Starting my resilience flock.

Do you have a preference to which way you raise chicks?
I generally do broody hens, however my great broody hen, Gramma Feathers died this year. She raised chicks for me for years.

I have hatched eggs or slipped chicks under a hen. But sometimes you can get chicks and no one is broody.

Mrs K
 
I should of mentioned in the original post but there are a few more things I'm doing to breed more resilient chooks. I can't fully free range so if I can't take them fully to nature I bring nature to them. I let them out mid morning after I think they've laid so I don't have to go looking everywhere for eggs and the swamp hens (native water fowl that live next to them) don't steal their eggs. Some of the other things I'm doing are:
- Spending a lot of time learning how to feed them to best suit their natural gut biome and get them healthy from the inside out.
- Choosing breeds known for their hardiness and also best suited to our sub tropical climate.
- Culling for health reasons rather then aesthetics. Also culling birds that dont do well.
- Using breeds that aren't highly feathered so staying clear of overly fluffy butts and feathered legs.
- Not overstocking to reduce viral/pest loads in the coop and also flock harmony. I plan on running 12 hens + 1 main rooster (and possibly a cockeral until he challenges the main rooster) and selecting/culling stock to keep to that number.
With most of this I would concur. But I would leave the culling to nature, it makes a *much* better job of it than people do.

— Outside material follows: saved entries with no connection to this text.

//! Experiments: one execution strategy paired with one guard policy
//!
//! Every worker converts its item outside any guard, then appends one line
//! to the experiment's shared log and increments the shared counter. The
//! guard policy decides what protects those two shared resources.

pub mod demo;
pub mod report;
pub mod runner;
pub mod worker;

use serde::{Deserialize, Serialize};
use std::fmt;

use crate::config::BenchConfig;
use crate::parallel::ExecutionStrategy;
use crate::sync::SyncError;

pub use demo::{DemoOutcome, run_demos};
pub use report::{CounterReport, ExperimentReport, export_reports};
pub use runner::{ExperimentRunner, RunContext};
pub use worker::{WorkerJob, run_worker_job};

/// What guards the shared log and counter.
#[derive(Debug, Clone, Copy, PartialEq, Eq, Serialize, Deserialize)]
#[serde(tag = "policy", rename_all = "snake_case")]
pub enum GuardPolicy {
    Unguarded,
    Exclusive,
    Bounded { permits: usize },
    CrossProcess,
}

impl fmt::Display for GuardPolicy {
    fn fmt(&self, f: &mut fmt::Formatter<'_>) -> fmt::Result {
        match self {
            GuardPolicy::Unguarded => f.write_str("unguarded"),
            GuardPolicy::Exclusive => f.write_str("exclusive"),
            GuardPolicy::Bounded { permits } => write!(f, "bounded({permits})"),
            GuardPolicy::CrossProcess => f.write_str("cross-process"),
        }
    }
}

/// How the workers of an experiment are run.
#[derive(Debug, Clone, Copy, PartialEq, Eq, Serialize, Deserialize)]
#[serde(tag = "mode", rename_all = "snake_case")]
pub enum ExperimentMode {
    /// Closures inside this process.
    InProcess { strategy: ExecutionStrategy },
    /// Independent child processes of the syncbench binary.
    Processes { workers: usize },
}

impl ExperimentMode {
    pub fn workers(&self) -> usize {
        match self {
            ExperimentMode::InProcess { strategy } => strategy.workers(),
            ExperimentMode::Processes { workers } => *workers,
        }
    }

    /// Short label used in reports: sequential, threads, pool or processes.
    pub fn label(&self) -> &'static str {
        match self {
            ExperimentMode::InProcess {
                strategy: ExecutionStrategy::Sequential,
            } => "sequential",
            ExperimentMode::InProcess {
                strategy: ExecutionStrategy::Threads { .. },
            } => "threads",
            ExperimentMode::InProcess {
                strategy: ExecutionStrategy::Pool { .. },
            } => "pool",
            ExperimentMode::Processes { .. } => "processes",
        }
    }
}

/// One planned experiment.
#[derive(Debug, Clone, PartialEq, Eq, Serialize, Deserialize)]
pub struct ExperimentSpec {
    pub name: String,
    pub mode: ExperimentMode,
    pub policy: GuardPolicy,
}

impl ExperimentSpec {
    pub fn new(mode: ExperimentMode, policy: GuardPolicy) -> Self {
        let name = match (mode, policy) {
            (
                ExperimentMode::InProcess {
                    strategy: ExecutionStrategy::Sequential,
                },
                GuardPolicy::Unguarded,
            ) => "sequential".to_string(),
            _ => {
                let policy_name = match policy {
                    GuardPolicy::Bounded { .. } => "bounded".to_string(),
                    other => other.to_string(),
                };
                format!("{}-{}", mode.label(), policy_name)
            }
        };
        Self { name, mode, policy }
    }

    /// Reject combinations that cannot work.
    ///
    /// In-process guards live in one address space, so child processes can
    /// only share the log unguarded or under the cross-process guard.
    pub fn validate(&self) -> Result<(), SyncError> {
        if self.mode.workers() < 1 {
            return Err(SyncError::InvalidConfig(format!(
                "experiment {} needs at least one worker",
                self.name
            )));
        }
        if let GuardPolicy::Bounded { permits } = self.policy
            && permits < 1
        {
            return Err(SyncError::InvalidConfig(format!(
                "experiment {} needs at least 1 permit",
                self.name
            )));
        }
        if matches!(self.mode, ExperimentMode::Processes { .. })
            && matches!(self.policy, GuardPolicy::Exclusive | GuardPolicy::Bounded { .. })
        {
            return Err(SyncError::InvalidConfig(format!(
                "experiment {}: {} guards cannot span processes",
                self.name, self.policy
            )));
        }
        Ok(())
    }
}

/// The standard comparison: a sequential baseline, threads under every
/// in-process policy, processes under the cross-process guard, and the
/// executor pool under exclusive and bounded guards.
///
/// `experiment.only` narrows the plan down to the named experiments.
pub fn default_plan(config: &BenchConfig) -> Vec<ExperimentSpec> {
    let exp = &config.experiment;
    let bounded = GuardPolicy::Bounded {
        permits: exp.permits,
    };
    let threads = ExperimentMode::InProcess {
        strategy: ExecutionStrategy::Threads {
            workers: exp.threads,
        },
    };
    let pool = ExperimentMode::InProcess {
        strategy: ExecutionStrategy::Pool {
            workers: exp.pool_workers,
        },
    };

    let plan = vec![
        ExperimentSpec::new(
            ExperimentMode::InProcess {
                strategy: ExecutionStrategy::Sequential,
            },
            GuardPolicy::Unguarded,
        ),
        ExperimentSpec::new(threads, GuardPolicy::Unguarded),
        ExperimentSpec::new(threads, GuardPolicy::Exclusive),
        ExperimentSpec::new(threads, bounded),
        ExperimentSpec::new(
            ExperimentMode::Processes {
                workers: config.process_count(),
            },
            GuardPolicy::CrossProcess,
        ),
        ExperimentSpec::new(pool, GuardPolicy::Exclusive),
        ExperimentSpec::new(pool, bounded),
    ];

    if exp.only.is_empty() {
        return plan;
    }
    plan.into_iter()
        .filter(|spec| exp.only.iter().any(|name| name == &spec.name))
        .collect()
}

#[cfg(test)]
mod tests {
    use super::*;

    #[test]
    fn test_default_plan_names() {
        let config = BenchConfig::load_default().unwrap();
        let names: Vec<_> = default_plan(&config).into_iter().map(|spec| spec.name).collect();
        assert_eq!(
            names,
            vec![
                "sequential",
                "threads-unguarded",
                "threads-exclusive",
                "threads-bounded",
                "processes-cross-process",
                "pool-exclusive",
                "pool-bounded",
            ]
        );
    }

    #[test]
    fn test_plan_filter() {
        let mut config = BenchConfig::load_default().unwrap();
        config.experiment.only = vec!["pool-bounded".to_string(), "sequential".to_string()];
        let plan = default_plan(&config);
        assert_eq!(plan.len(), 2);
        assert_eq!(plan[0].name, "sequential");
        assert_eq!(
            plan[1].policy,
            GuardPolicy::Bounded {
                permits: config.experiment.permits
            }
        );
    }

    #[test]
    fn test_in_process_guards_cannot_span_processes() {
        let spec = ExperimentSpec::new(ExperimentMode::Processes { workers: 2 }, GuardPolicy::Exclusive);
        assert!(matches!(spec.validate(), Err(SyncError::InvalidConfig(_))));

        let spec = ExperimentSpec::new(ExperimentMode::Processes { workers: 2 }, GuardPolicy::Unguarded);
        assert!(spec.validate().is_ok());
    }

    #[test]
    fn test_zero_workers_rejected() {
        let spec = ExperimentSpec::new(
            ExperimentMode::InProcess {
                strategy: ExecutionStrategy::Threads { workers: 0 },
            },
            GuardPolicy::Exclusive,
        );
        assert!(spec.validate().is_err());
    }

    #[test]
    fn test_policy_serde_shape() {
        let json = serde_json::to_string(&GuardPolicy::Bounded { permits: 3 }).unwrap();
        assert_eq!(json, r#"{"policy":"bounded","permits":3}"#);
        assert_eq!(GuardPolicy::CrossProcess.to_string(), "cross-process");
    }
}
//! Shared counters: the race-condition demonstration and its fix
//!
//! Every variant increments with the same read, pause, write sequence.
//! Only the guard around it differs:
//!
//! - `Unguarded`: nothing stops two workers from reading the same value and
//!   both writing `value + 1`, so increments get lost under concurrency.
//! - `Exclusive`: the sequence runs under a one-slot guard and is exact.
//! - `Bounded(n)`: the sequence runs under an n-slot guard. With `n > 1` up to
//!   n read-modify-writes overlap, so updates are still lost. A semaphore
//!   limits concurrency, it does not provide mutual exclusion.
//!
//! The value is an atomic read and written with separate relaxed operations,
//! which keeps the race a logical one (lost updates) rather than undefined
//! behaviour.

use std::sync::Arc;
use std::sync::atomic::{AtomicU64, Ordering};
use std::thread;
use std::time::Duration;

use super::error::SyncError;
use super::guard::Guard;
use super::metrics::ContentionMetrics;
use super::slots::SlotGuard;

/// Default pause between read and write, matching a short unit of work.
pub const DEFAULT_RACE_WINDOW: Duration = Duration::from_micros(100);

#[derive(Debug)]
enum CounterGuard {
    Unguarded,
    Slots(Arc<SlotGuard>),
}

/// An integer shared by all workers of an experiment.
#[derive(Debug)]
pub struct SharedCounter {
    value: AtomicU64,
    calls: AtomicU64,
    window: Duration,
    guard: CounterGuard,
}

impl SharedCounter {
    /// Race-prone counter with no guard.
    pub fn unguarded(window: Duration) -> Self {
        Self::build(CounterGuard::Unguarded, window)
    }

    /// Counter guarded by mutual exclusion. Final value always equals calls.
    pub fn exclusive() -> Self {
        Self::with_guard(Arc::new(SlotGuard::exclusive()), DEFAULT_RACE_WINDOW)
    }

    /// Counter guarded by a counting semaphore with `permits` slots.
    pub fn bounded(permits: usize, window: Duration) -> Result<Self, SyncError> {
        Ok(Self::with_guard(Arc::new(SlotGuard::bounded(permits)?), window))
    }

    /// Counter behind a caller-supplied guard.
    pub fn with_guard(guard: Arc<SlotGuard>, window: Duration) -> Self {
        Self::build(CounterGuard::Slots(guard), window)
    }

    fn build(guard: CounterGuard, window: Duration) -> Self {
        Self {
            value: AtomicU64::new(0),
            calls: AtomicU64::new(0),
            window,
            guard,
        }
    }

    /// Add one.
    pub fn increment(&self) {
        match &self.guard {
            CounterGuard::Unguarded => self.read_modify_write(),
            CounterGuard::Slots(guard) => guard.with_slot(|| self.read_modify_write()),
        }
        self.calls.fetch_add(1, Ordering::Relaxed);
    }

    fn read_modify_write(&self) {
        let current = self.value.load(Ordering::Relaxed);
        if self.window.is_zero() {
            thread::yield_now();
        } else {
            thread::sleep(self.window);
        }
        self.value.store(current + 1, Ordering::Relaxed);
    }

    /// Current value. Only meaningful once all writers have finished.
    pub fn value(&self) -> u64 {
        self.value.load(Ordering::Relaxed)
    }

    /// Number of completed `increment` calls.
    pub fn calls(&self) -> u64 {
        self.calls.load(Ordering::Relaxed)
    }

    /// Increments that vanished because of overlapping read-modify-writes.
    pub fn lost_updates(&self) -> u64 {
        self.calls().saturating_sub(self.value())
    }

    /// True when every increment is serialized by construction.
    pub fn is_exact(&self) -> bool {
        matches!(&self.guard, CounterGuard::Slots(guard) if guard.capacity() == 1)
    }

    /// Contention metrics for the counter's guard, if it has one.
    pub fn metrics(&self) -> Option<ContentionMetrics> {
        match &self.guard {
            CounterGuard::Unguarded => None,
            CounterGuard::Slots(guard) => Some(ContentionMetrics::new(guard.clone())),
        }
    }
}

#[cfg(test)]
mod tests {
    use super::*;

    fn hammer(counter: &SharedCounter, workers: usize, total: usize) {
        thread::scope(|s| {
            for worker in 0..workers {
                // Spread `total` increments over the workers.
                let share = total / workers + usize::from(worker < total % workers);
                s.spawn(move || {
                    for _ in 0..share {
                        counter.increment();
                    }
                });
            }
        });
    }

    #[test]
    fn test_exclusive_counter_is_exact_for_all_degrees() {
        for total in [1usize, 10, 1000] {
            for workers in [1usize, 2, 8, 64] {
                let counter = SharedCounter::with_guard(
                    Arc::new(SlotGuard::exclusive()),
                    Duration::ZERO,
                );
                hammer(&counter, workers, total);
                assert_eq!(counter.value(), total as u64, "total={total} workers={workers}");
                assert_eq!(counter.calls(), total as u64);
                assert_eq!(counter.lost_updates(), 0);
            }
        }
    }

    #[test]
    fn test_unguarded_counter_loses_updates() {
        // Statistical: one run out of several must lose an update.
        let lost_somewhere = (0..5).any(|_| {
            let counter = SharedCounter::unguarded(Duration::from_micros(50));
            hammer(&counter, 8, 400);
            assert_eq!(counter.calls(), 400);
            counter.value() < 400
        });
        assert!(lost_somewhere, "expected at least one run with lost updates");
    }

    #[test]
    fn test_single_worker_unguarded_is_exact() {
        let counter = SharedCounter::unguarded(Duration::ZERO);
        hammer(&counter, 1, 100);
        assert_eq!(counter.value(), 100);
    }

    #[test]
    fn test_bounded_of_one_is_exact() {
        let counter = SharedCounter::bounded(1, Duration::from_micros(20)).unwrap();
        assert!(counter.is_exact());
        hammer(&counter, 8, 200);
        assert_eq!(counter.value(), 200);
    }

    #[test]
    fn test_bounded_rejects_zero_permits() {
        assert!(SharedCounter::bounded(0, Duration::ZERO).is_err());
    }

    #[test]
    fn test_guarded_counter_reports_metrics() {
        let counter = SharedCounter::exclusive();
        hammer(&counter, 4, 40);

        let snapshot = counter.metrics().unwrap().snapshot().unwrap();
        assert_eq!(snapshot.acquisitions, 40);
        assert!(snapshot.contended <= 40);
        assert!(SharedCounter::unguarded(Duration::ZERO).metrics().is_none());
    }
}
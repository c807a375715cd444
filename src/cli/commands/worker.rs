use anyhow::Result;
use clap::Args;
use std::path::PathBuf;

use crate::experiment::{WorkerJob, run_worker_job};

#[derive(Args)]
pub struct WorkerArgs {
    /// JSON job file written by the coordinator
    #[arg(long, value_name = "FILE")]
    pub job: PathBuf,
}

/// Run the job and print its outcomes on stdout.
pub fn execute(args: WorkerArgs) -> Result<()> {
    let job = WorkerJob::read(&args.job)?;
    let outcomes = run_worker_job(&job)?;
    println!("{}", serde_json::to_string(&outcomes)?);
    Ok(())
}
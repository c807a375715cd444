use anyhow::Result;
use clap::Parser;

use syncbench::cli::Cli;

fn main() -> Result<()> {
    let cli = Cli::parse();
    cli.run()
}
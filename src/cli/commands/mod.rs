//! Command implementations, one module per subcommand

pub mod config;
pub mod demo;
pub mod run;
pub mod version;
pub mod worker;
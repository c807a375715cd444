//! RGB to grayscale conversion, the CPU-bound work function

use anyhow::{Context, Result};
use std::fs;
use std::path::Path;
use std::time::Instant;

use super::{ItemOutcome, ItemSource, WorkItem};

/// Convert one item, optionally writing the result as a binary PGM into
/// `output_dir`. Failures are captured in the outcome.
pub fn convert_to_grayscale(item: &WorkItem, output_dir: Option<&Path>, worker: usize) -> ItemOutcome {
    let started = Instant::now();
    let result = convert(item, output_dir);
    let elapsed = started.elapsed();

    match result {
        Ok(frame) => ItemOutcome {
            name: item.name.clone(),
            worker,
            success: true,
            error: None,
            elapsed,
            checksum: frame.checksum(),
            pixels: frame.pixels.len() as u64,
        },
        Err(e) => {
            tracing::debug!("Conversion of {} failed: {:#}", item.name, e);
            ItemOutcome {
                name: item.name.clone(),
                worker,
                success: false,
                error: Some(format!("{e:#}")),
                elapsed,
                checksum: 0,
                pixels: 0,
            }
        }
    }
}

/// Single-channel 8-bit image.
#[derive(Debug, Clone, PartialEq, Eq)]
pub struct GrayFrame {
    pub width: usize,
    pub height: usize,
    pub pixels: Vec<u8>,
}

impl GrayFrame {
    /// FNV-1a over the pixel bytes.
    pub fn checksum(&self) -> u64 {
        self.pixels.iter().fold(0xcbf2_9ce4_8422_2325, |hash, &byte| {
            (hash ^ u64::from(byte)).wrapping_mul(0x0100_0000_01b3)
        })
    }

    /// Binary PGM (`P5`) encoding.
    pub fn to_pgm(&self) -> Vec<u8> {
        let mut out = format!("P5\n{} {}\n255\n", self.width, self.height).into_bytes();
        out.extend_from_slice(&self.pixels);
        out
    }
}

fn convert(item: &WorkItem, output_dir: Option<&Path>) -> Result<GrayFrame> {
    let (rgb, width) = match &item.source {
        ItemSource::Synthetic { width, height, seed } => {
            (synthetic_rgb(*width as usize, *height as usize, *seed), *width as usize)
        }
        ItemSource::File(path) => {
            let image =
                image::open(path).with_context(|| format!("Failed to read {}", path.display()))?;
            let rgb = image.to_rgb8();
            let width = rgb.width() as usize;
            (rgb.into_raw(), width)
        }
    };

    let frame = grayscale(&rgb, width);
    if frame.pixels.is_empty() {
        anyhow::bail!("{} holds no pixel data", item.name);
    }
    if let Some(dir) = output_dir {
        let target = dir.join(format!("{}_gray.pgm", item.name));
        fs::write(&target, frame.to_pgm())
            .with_context(|| format!("Failed to write {}", target.display()))?;
    }
    Ok(frame)
}

/// Convert packed RGB to luma with weights 0.299, 0.587, 0.114.
///
/// Trailing bytes that do not form a whole pixel are dropped. A `width` of
/// zero picks a near-square layout; the pixel count is then trimmed to fill
/// whole rows.
pub fn grayscale(rgb: &[u8], width: usize) -> GrayFrame {
    let mut pixels: Vec<u8> = rgb
        .chunks_exact(3)
        .map(|px| {
            let luma = 299 * u32::from(px[0]) + 587 * u32::from(px[1]) + 114 * u32::from(px[2]);
            ((luma + 500) / 1000) as u8
        })
        .collect();

    if pixels.is_empty() {
        return GrayFrame {
            width: 0,
            height: 0,
            pixels,
        };
    }
    let width = match width {
        0 => pixels.len().isqrt().max(1),
        w => w,
    };
    let height = pixels.len() / width;
    pixels.truncate(width * height);
    GrayFrame {
        width,
        height,
        pixels,
    }
}

/// Deterministic RGB noise from an xorshift64* generator.
fn synthetic_rgb(width: usize, height: usize, seed: u64) -> Vec<u8> {
    let mut state = seed ^ 0x9e37_79b9_7f4a_7c15;
    if state == 0 {
        state = 1;
    }
    let mut bytes = Vec::with_capacity(width * height * 3);
    while bytes.len() < width * height * 3 {
        state ^= state >> 12;
        state ^= state << 25;
        state ^= state >> 27;
        let word = state.wrapping_mul(0x2545_f491_4f6c_dd1d);
        bytes.extend_from_slice(&word.to_le_bytes());
    }
    bytes.truncate(width * height * 3);
    bytes
}
//! Contention metrics collection
//!
//! [`ContentionMetrics`] wraps any guard and turns its raw [`GuardStats`]
//! into a [`MetricsSnapshot`]. The snapshot is copied out under the guard's
//! own state lock (or the shared lock for a cross-process guard), so the
//! counters in one snapshot always belong to the same instant.

use serde::{Deserialize, Serialize};
use std::fmt;
use std::sync::Arc;
use std::time::Duration;

use super::error::SyncError;
use super::guard::{Guard, GuardKind, GuardStats};

/// Reads point-in-time contention figures from a guard.
#[derive(Clone)]
pub struct ContentionMetrics {
    guard: Arc<dyn Guard>,
}

impl ContentionMetrics {
    pub fn new(guard: Arc<dyn Guard>) -> Self {
        Self { guard }
    }

    pub fn guard(&self) -> &Arc<dyn Guard> {
        &self.guard
    }

    /// Current accounting of the wrapped guard.
    ///
    /// Only fails when the guard keeps its state in shared storage that
    /// cannot be read.
    pub fn snapshot(&self) -> Result<MetricsSnapshot, SyncError> {
        let stats = self.guard.stats()?;
        Ok(MetricsSnapshot::from_stats(
            self.guard.kind(),
            self.guard.capacity(),
            &stats,
        ))
    }
}

impl fmt::Debug for ContentionMetrics {
    fn fmt(&self, f: &mut fmt::Formatter<'_>) -> fmt::Result {
        f.debug_struct("ContentionMetrics")
            .field("kind", &self.guard.kind())
            .field("capacity", &self.guard.capacity())
            .finish()
    }
}

/// Immutable contention figures for one guard.
#[derive(Debug, Clone, Copy, PartialEq, Serialize, Deserialize)]
pub struct MetricsSnapshot {
    pub kind: GuardKind,
    pub capacity: usize,
    pub acquisitions: u64,
    pub contended: u64,
    #[serde(with = "seconds")]
    pub wait_total: Duration,
    #[serde(with = "seconds")]
    pub max_wait: Duration,
    #[serde(with = "seconds")]
    pub hold_total: Duration,
    pub peak_holders: u64,
}

impl MetricsSnapshot {
    pub fn from_stats(kind: GuardKind, capacity: usize, stats: &GuardStats) -> Self {
        Self {
            kind,
            capacity,
            acquisitions: stats.acquisitions,
            contended: stats.contended,
            wait_total: Duration::from_nanos(stats.wait_ns),
            max_wait: Duration::from_nanos(stats.max_wait_ns),
            hold_total: Duration::from_nanos(stats.hold_ns),
            peak_holders: stats.peak_holders,
        }
    }

    /// Share of the experiment window spent waiting for the guard.
    ///
    /// Wait time is summed over all workers, so with many workers the ratio
    /// can exceed 1.0. A zero window yields 0.0.
    pub fn contention_ratio(&self, elapsed: Duration) -> f64 {
        if elapsed.is_zero() {
            return 0.0;
        }
        self.wait_total.as_secs_f64() / elapsed.as_secs_f64()
    }

    /// Mean wait of the acquisitions that had to wait.
    pub fn avg_wait(&self) -> Duration {
        match self.contended {
            0 => Duration::ZERO,
            n => Duration::from_nanos(
                u64::try_from(self.wait_total.as_nanos() / u128::from(n)).unwrap_or(u64::MAX),
            ),
        }
    }

    /// Fraction of acquisitions that had to wait.
    pub fn contended_fraction(&self) -> f64 {
        if self.acquisitions == 0 {
            0.0
        } else {
            self.contended as f64 / self.acquisitions as f64
        }
    }
}

/// Durations as fractional seconds in serialized output.
pub(crate) mod seconds {
    use serde::{Deserialize, Deserializer, Serializer, de::Error};
    use std::time::Duration;

    pub fn serialize<S: Serializer>(value: &Duration, serializer: S) -> Result<S::Ok, S::Error> {
        serializer.serialize_f64(value.as_secs_f64())
    }

    pub fn deserialize<'de, D: Deserializer<'de>>(deserializer: D) -> Result<Duration, D::Error> {
        let secs = f64::deserialize(deserializer)?;
        Duration::try_from_secs_f64(secs).map_err(D::Error::custom)
    }
}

Breeding for resilience / disease resistance includes giving sick birds the opportunity to get better, to develop antibodies - some of which they can even pass on to the next generation via their eggs. Received wisdom on culling seems to recognize only innate immunity, perhaps because it's always so focussed on the short-term = short-sighted. You cannot tell which birds are resilient before they have been tested, or if you kill them before they have chance to show they can pass that test. (What doesn't kill you makes you stronger and all that.)